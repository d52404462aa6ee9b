//! Single-slot toast notifications with auto-dismiss.

use std::sync::{Arc, Weak};
use std::time::Duration;

use crate::utils::scheduled::ScheduledTask;
use tokio::sync::Mutex;
use tracing::debug;

/// Default time a toast stays visible.
pub const DEFAULT_TOAST_DURATION: Duration = Duration::from_secs(3);

#[derive(Debug, Clone, Copy, PartialEq, Eq)]
pub enum ToastKind {
    Success,
    Error,
    Neutral,
}

#[derive(Debug, Clone, PartialEq, Eq)]
pub struct Toast {
    pub message: String,
    pub kind: ToastKind,
}

#[derive(Debug, Default)]
struct Slot {
    current: Option<(u64, Toast)>,
    next_id: u64,
    timer: Option<ScheduledTask>,
}

/// Shows at most one toast at a time.
///
/// A new toast replaces the visible one and restarts the auto-dismiss timer.
/// Dismissing, by timer or by hand, clears the slot completely, so the same
/// message can be shown again afterwards. Clones share the slot.
#[derive(Debug, Clone)]
pub struct Notifier {
    slot: Arc<Mutex<Slot>>,
    duration: Duration,
}

impl Default for Notifier {
    fn default() -> Self {
        Self::new(DEFAULT_TOAST_DURATION)
    }
}

impl Notifier {
    /// Creates a notifier whose toasts auto-dismiss after `duration`.
    pub fn new(duration: Duration) -> Self {
        Self {
            slot: Arc::new(Mutex::new(Slot::default())),
            duration,
        }
    }

    /// Shows a toast, replacing any visible one.
    pub async fn show(&self, message: impl Into<String>, kind: ToastKind) {
        let toast = Toast {
            message: message.into(),
            kind,
        };
        debug!(message = %toast.message, ?kind, "Toast shown");

        let mut slot = self.slot.lock().await;
        slot.next_id += 1;
        let id = slot.next_id;
        slot.current = Some((id, toast));

        // Replacing the timer drops, and so cancels, the previous one.
        let weak = Arc::downgrade(&self.slot);
        slot.timer = Some(ScheduledTask::after(self.duration, expire(weak, id)));
    }

    pub async fn success(&self, message: impl Into<String>) {
        self.show(message, ToastKind::Success).await;
    }

    pub async fn error(&self, message: impl Into<String>) {
        self.show(message, ToastKind::Error).await;
    }

    /// The visible toast, if any.
    pub async fn current(&self) -> Option<Toast> {
        self.slot
            .lock()
            .await
            .current
            .as_ref()
            .map(|(_, toast)| toast.clone())
    }

    /// Hides the visible toast and stops its timer.
    pub async fn dismiss(&self) {
        let mut slot = self.slot.lock().await;
        slot.current = None;
        if let Some(mut timer) = slot.timer.take() {
            timer.cancel();
        }
    }
}

/// Clears toast `id` unless a newer toast has taken its place.
async fn expire(slot: Weak<Mutex<Slot>>, id: u64) {
    let Some(slot) = slot.upgrade() else {
        return;
    };

    let mut slot = slot.lock().await;
    if slot.current.as_ref().is_some_and(|(current, _)| *current == id) {
        debug!("Toast expired");
        slot.current = None;
    }
}
//! Utility functions.

use tokio::signal;

/// Resolve when the process receives ctrl-c or SIGTERM.
///
/// Passed to `axum::serve` for graceful shutdown.
pub async fn shutdown_signal() {
    let ctrl_c = async {
        signal::ctrl_c()
            .await
            .expect("failed to install ctrl-c handler");
    };

    #[cfg(unix)]
    let terminate = async {
        signal::unix::signal(signal::unix::SignalKind::terminate())
            .expect("failed to install SIGTERM handler")
            .recv()
            .await;
    };

    #[cfg(not(unix))]
    let terminate = std::future::pending::<()>();

    tokio::select! {
        _ = ctrl_c => {},
        _ = terminate => {},
    }
}
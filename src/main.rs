//! Service entry point.

use clap::Parser;
use tracing_subscriber::{fmt, prelude::*, EnvFilter};

use service_template::cli::{self, Args};
use service_template::Config;

#[tokio::main]
async fn main() -> anyhow::Result<()> {
    // Parse CLI arguments; --version/-V and usage errors exit here.
    let args = Args::parse();

    // Initialize logging. RUST_LOG wins; otherwise the resolved LOG_LEVEL
    // (or DEBUG) setting picks the filter. A failing resolution falls back
    // to "info" here so commands without a settings dependency still work;
    // the error itself surfaces when a command resolves settings for real.
    let filter = EnvFilter::try_from_default_env().unwrap_or_else(|_| {
        let directive = Config::get()
            .map(|config| config.log_filter())
            .unwrap_or_else(|_| "info".to_string());
        EnvFilter::new(directive)
    });

    tracing_subscriber::registry()
        .with(fmt::layer())
        .with(filter)
        .init();

    cli::run(args).await
}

* **Problem**:
Transcribe the lines from the first line of the records through the line that contains "pub async fn success(&self, message: impl", both included, and add nothing else.

* **Problem solution**:
repository d52404462aa6ee9b
//! Single-slot toast notifications with auto-dismiss.

use std::sync::{Arc, Weak};
use std::time::Duration;

use crate::utils::scheduled::ScheduledTask;
use tokio::sync::Mutex;
use tracing::debug;

/// Default time a toast stays visible.
pub const DEFAULT_TOAST_DURATION: Duration = Duration::from_secs(3);

#[derive(Debug, Clone, Copy, PartialEq, Eq)]
pub enum ToastKind {
    Success,
    Error,
    Neutral,
}

#[derive(Debug, Clone, PartialEq, Eq)]
pub struct Toast {
    pub message: String,
    pub kind: ToastKind,
}

#[derive(Debug, Default)]
struct Slot {
    current: Option<(u64, Toast)>,
    next_id: u64,
    timer: Option<ScheduledTask>,
}

/// Shows at most one toast at a time.
///
/// A new toast replaces the visible one and restarts the auto-dismiss timer.
/// Dismissing, by timer or by hand, clears the slot completely, so the same
/// message can be shown again afterwards. Clones share the slot.
#[derive(Debug, Clone)]
pub struct Notifier {
    slot: Arc<Mutex<Slot>>,
    duration: Duration,
}

impl Default for Notifier {
    fn default() -> Self {
        Self::new(DEFAULT_TOAST_DURATION)
    }
}

impl Notifier {
    /// Creates a notifier whose toasts auto-dismiss after `duration`.
    pub fn new(duration: Duration) -> Self {
        Self {
            slot: Arc::new(Mutex::new(Slot::default())),
            duration,
        }
    }

    /// Shows a toast, replacing any visible one.
    pub async fn show(&self, message: impl Into<String>, kind: ToastKind) {
        let toast = Toast {
            message: message.into(),
            kind,
        };
        debug!(message = %toast.message, ?kind, "Toast shown");

        let mut slot = self.slot.lock().await;
        slot.next_id += 1;
        let id = slot.next_id;
        slot.current = Some((id, toast));

        // Replacing the timer drops, and so cancels, the previous one.
        let weak = Arc::downgrade(&self.slot);
        slot.timer = Some(ScheduledTask::after(self.duration, expire(weak, id)));
    }

    pub async fn success(&self, message: impl Into<String>) {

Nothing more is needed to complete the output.